(Items from a data source)

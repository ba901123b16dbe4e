//! Fluent-backed string tables
//!
//! Each [`Localizer`] owns the bundle for its negotiated locale plus the
//! `en-US` bundle used when a key is missing there. Built-in strings are
//! compiled in; a resource directory laid out as `<dir>/<locale>/*.ftl`
//! is layered on top and may add locales of its own.

use std::fmt;
use std::fs;
use std::path::{Path, PathBuf};

use fluent_bundle::concurrent::FluentBundle;
use fluent_bundle::{FluentArgs, FluentResource};
use log::{debug, warn};
use unic_langid::{langid, LanguageIdentifier};

use crate::utils::config::LocaleConfig;
use crate::utils::error::{IntoPlayerError, PlayerError, Result};

/// Locale used when nothing better matches, and for keys a locale lacks
pub const FALLBACK_LOCALE: &str = "en-US";

const EN_US: &str = include_str!("../../locales/en-US/playerkit.ftl");
const ZH_CN: &str = include_str!("../../locales/zh-CN/playerkit.ftl");

type Bundle = FluentBundle<FluentResource>;

fn fallback_locale() -> LanguageIdentifier {
    langid!("en-US")
}

fn builtin_locales() -> Vec<(LanguageIdentifier, &'static str)> {
    vec![(langid!("en-US"), EN_US), (langid!("zh-CN"), ZH_CN)]
}

/// Looks up display strings for one locale
pub struct Localizer {
    locale: LanguageIdentifier,
    resource_dir: Option<PathBuf>,
    bundle: Bundle,
    fallback: Option<Bundle>,
}

impl Localizer {
    /// Localizer for `tag` using only the built-in strings
    pub fn new(tag: &str) -> Result<Self> {
        Self::build(tag, None)
    }

    /// Localizer for `tag` with `.ftl` overrides read from `dir`
    pub fn with_resource_dir<P: Into<PathBuf>>(tag: &str, dir: P) -> Result<Self> {
        Self::build(tag, Some(dir.into()))
    }

    /// Localizer for the operating system's display language
    ///
    /// Falls back to `en-US` when the system locale is missing or unusable.
    pub fn system() -> Self {
        let system_tag = sys_locale::get_locale();
        Self::from_config(&LocaleConfig::default(), system_tag.as_deref()).unwrap_or_else(|e| {
            warn!("Using {} strings: {}", FALLBACK_LOCALE, e);
            Self::default()
        })
    }

    /// Localizer for a locale configuration
    ///
    /// An unset language means `system_tag`. A system tag that is not a
    /// valid language identifier is logged and replaced with `en-US`; any
    /// other failure, such as a broken resource file, is returned.
    pub fn from_config(config: &LocaleConfig, system_tag: Option<&str>) -> Result<Self> {
        let tag = match (&config.language, system_tag) {
            (Some(tag), _) => tag.clone(),
            (None, Some(tag)) if tag.parse::<LanguageIdentifier>().is_ok() => tag.to_string(),
            (None, Some(tag)) => {
                warn!("Ignoring system locale '{}'", tag);
                FALLBACK_LOCALE.to_string()
            }
            (None, None) => FALLBACK_LOCALE.to_string(),
        };
        Self::build(&tag, config.resource_dir.clone())
    }

    fn build(tag: &str, resource_dir: Option<PathBuf>) -> Result<Self> {
        let requested: LanguageIdentifier = tag
            .parse()
            .locale_err(&format!("Invalid locale '{}'", tag))?;

        if let Some(dir) = &resource_dir {
            if !dir.is_dir() {
                return Err(PlayerError::NotFound(format!(
                    "locale resource directory {}",
                    dir.display()
                )));
            }
        }

        let available = available_locales(resource_dir.as_deref())?;
        let locale = negotiate(&requested, &available);
        debug!("Negotiated locale {} for requested {}", locale, requested);

        let mut bundle = builtin_bundle(&locale);
        if let Some(dir) = &resource_dir {
            overlay_resources(&mut bundle, &locale, dir)?;
        }

        let fallback_id = fallback_locale();
        let fallback = if locale == fallback_id {
            None
        } else {
            let mut fallback = builtin_bundle(&fallback_id);
            if let Some(dir) = &resource_dir {
                overlay_resources(&mut fallback, &fallback_id, dir)?;
            }
            Some(fallback)
        };

        Ok(Self {
            locale,
            resource_dir,
            bundle,
            fallback,
        })
    }

    /// Negotiated locale
    pub fn locale(&self) -> &LanguageIdentifier {
        &self.locale
    }

    /// Resource directory this localizer was built with
    pub fn resource_dir(&self) -> Option<&Path> {
        self.resource_dir.as_deref()
    }

    /// Whether `key` resolves without falling back to the key itself
    pub fn has_message(&self, key: &str) -> bool {
        self.bundle.has_message(key)
            || self
                .fallback
                .as_ref()
                .is_some_and(|fallback| fallback.has_message(key))
    }

    /// Localized string for `key`, or `key` itself when no table has it
    pub fn localize(&self, key: &str) -> String {
        self.lookup(key, None)
    }

    /// Like [`Localizer::localize`] with named placeables filled in
    pub fn localize_args(&self, key: &str, args: &[(&str, &str)]) -> String {
        let mut fluent_args = FluentArgs::new();
        for (name, value) in args {
            fluent_args.set(*name, *value);
        }
        self.lookup(key, Some(&fluent_args))
    }

    fn lookup(&self, key: &str, args: Option<&FluentArgs>) -> String {
        format_message(&self.bundle, key, args)
            .or_else(|| {
                self.fallback
                    .as_ref()
                    .and_then(|fallback| format_message(fallback, key, args))
            })
            .unwrap_or_else(|| key.to_string())
    }
}

impl Default for Localizer {
    fn default() -> Self {
        let locale = fallback_locale();
        Self {
            bundle: builtin_bundle(&locale),
            locale,
            resource_dir: None,
            fallback: None,
        }
    }
}

impl fmt::Debug for Localizer {
    fn fmt(&self, f: &mut fmt::Formatter<'_>) -> fmt::Result {
        f.debug_struct("Localizer")
            .field("locale", &self.locale)
            .field("resource_dir", &self.resource_dir)
            .finish_non_exhaustive()
    }
}

fn format_message(bundle: &Bundle, key: &str, args: Option<&FluentArgs>) -> Option<String> {
    let message = bundle.get_message(key)?;
    let pattern = message.value()?;

    let mut errors = Vec::new();
    let value = bundle.format_pattern(pattern, args, &mut errors);
    if !errors.is_empty() {
        debug!("Formatting '{}' reported {} errors", key, errors.len());
    }

    Some(value.into_owned())
}

/// Pick the best available locale: exact tag, then same language, then `en-US`
pub fn negotiate(requested: &LanguageIdentifier, available: &[LanguageIdentifier]) -> LanguageIdentifier {
    available
        .iter()
        .find(|candidate| *candidate == requested)
        .or_else(|| {
            available
                .iter()
                .find(|candidate| candidate.language == requested.language)
        })
        .cloned()
        .unwrap_or_else(fallback_locale)
}

fn available_locales(resource_dir: Option<&Path>) -> Result<Vec<LanguageIdentifier>> {
    let mut available: Vec<LanguageIdentifier> =
        builtin_locales().into_iter().map(|(id, _)| id).collect();

    let Some(dir) = resource_dir else {
        return Ok(available);
    };

    let mut extra = Vec::new();
    for entry in fs::read_dir(dir)? {
        let entry = entry?;
        if !entry.file_type()?.is_dir() {
            continue;
        }

        let name = entry.file_name();
        let Some(name) = name.to_str() else {
            continue;
        };

        match name.parse::<LanguageIdentifier>() {
            Ok(id) if !available.contains(&id) && !extra.contains(&id) => extra.push(id),
            Ok(_) => {}
            Err(_) => debug!("Skipping non-locale directory {}", entry.path().display()),
        }
    }

    extra.sort_by_key(|id| id.to_string());
    available.extend(extra);
    Ok(available)
}

fn builtin_bundle(locale: &LanguageIdentifier) -> Bundle {
    let mut bundle = FluentBundle::new_concurrent(vec![locale.clone()]);
    bundle.set_use_isolating(false);

    let source = builtin_locales()
        .into_iter()
        .find(|(id, _)| id == locale)
        .map(|(_, source)| source);

    if let Some(source) = source {
        let resource = match FluentResource::try_new(source.to_string()) {
            Ok(resource) => resource,
            Err((resource, errors)) => {
                warn!("Built-in {} strings have {} syntax errors", locale, errors.len());
                resource
            }
        };
        bundle.add_resource_overriding(resource);
    }

    bundle
}

fn overlay_resources(bundle: &mut Bundle, locale: &LanguageIdentifier, dir: &Path) -> Result<()> {
    let locale_dir = dir.join(locale.to_string());
    if !locale_dir.is_dir() {
        return Ok(());
    }

    let mut files = Vec::new();
    for entry in fs::read_dir(&locale_dir)? {
        let path = entry?.path();
        if path.extension().is_some_and(|ext| ext == "ftl") {
            files.push(path);
        }
    }
    files.sort();

    for path in files {
        let source = fs::read_to_string(&path)?;
        let resource = FluentResource::try_new(source).map_err(|(_, errors)| {
            PlayerError::Locale(format!(
                "{} has {} syntax errors",
                path.display(),
                errors.len()
            ))
        })?;
        debug!("Loaded {} strings from {}", locale, path.display());
        bundle.add_resource_overriding(resource);
    }

    Ok(())
}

◆ **DIRECTIONS**:
Your answer should be the exact lines above from the one with "fn builtin_locales() ->" through the one with "(None, Some(tag)) if", both included, and nothing besides.

◆ **SOLUTION FOR THIS PROBLEM**:
fn builtin_locales() -> Vec<(LanguageIdentifier, &'static str)> {
    vec![(langid!("en-US"), EN_US), (langid!("zh-CN"), ZH_CN)]
}

/// Looks up display strings for one locale
pub struct Localizer {
    locale: LanguageIdentifier,
    resource_dir: Option<PathBuf>,
    bundle: Bundle,
    fallback: Option<Bundle>,
}

impl Localizer {
    /// Localizer for `tag` using only the built-in strings
    pub fn new(tag: &str) -> Result<Self> {
        Self::build(tag, None)
    }

    /// Localizer for `tag` with `.ftl` overrides read from `dir`
    pub fn with_resource_dir<P: Into<PathBuf>>(tag: &str, dir: P) -> Result<Self> {
        Self::build(tag, Some(dir.into()))
    }

    /// Localizer for the operating system's display language
    ///
    /// Falls back to `en-US` when the system locale is missing or unusable.
    pub fn system() -> Self {
        let system_tag = sys_locale::get_locale();
        Self::from_config(&LocaleConfig::default(), system_tag.as_deref()).unwrap_or_else(|e| {
            warn!("Using {} strings: {}", FALLBACK_LOCALE, e);
            Self::default()
        })
    }

    /// Localizer for a locale configuration
    ///
    /// An unset language means `system_tag`. A system tag that is not a
    /// valid language identifier is logged and replaced with `en-US`; any
    /// other failure, such as a broken resource file, is returned.
    pub fn from_config(config: &LocaleConfig, system_tag: Option<&str>) -> Result<Self> {
        let tag = match (&config.language, system_tag) {
            (Some(tag), _) => tag.clone(),
            (None, Some(tag)) if tag.parse::<LanguageIdentifier>().is_ok() => tag.to_string(),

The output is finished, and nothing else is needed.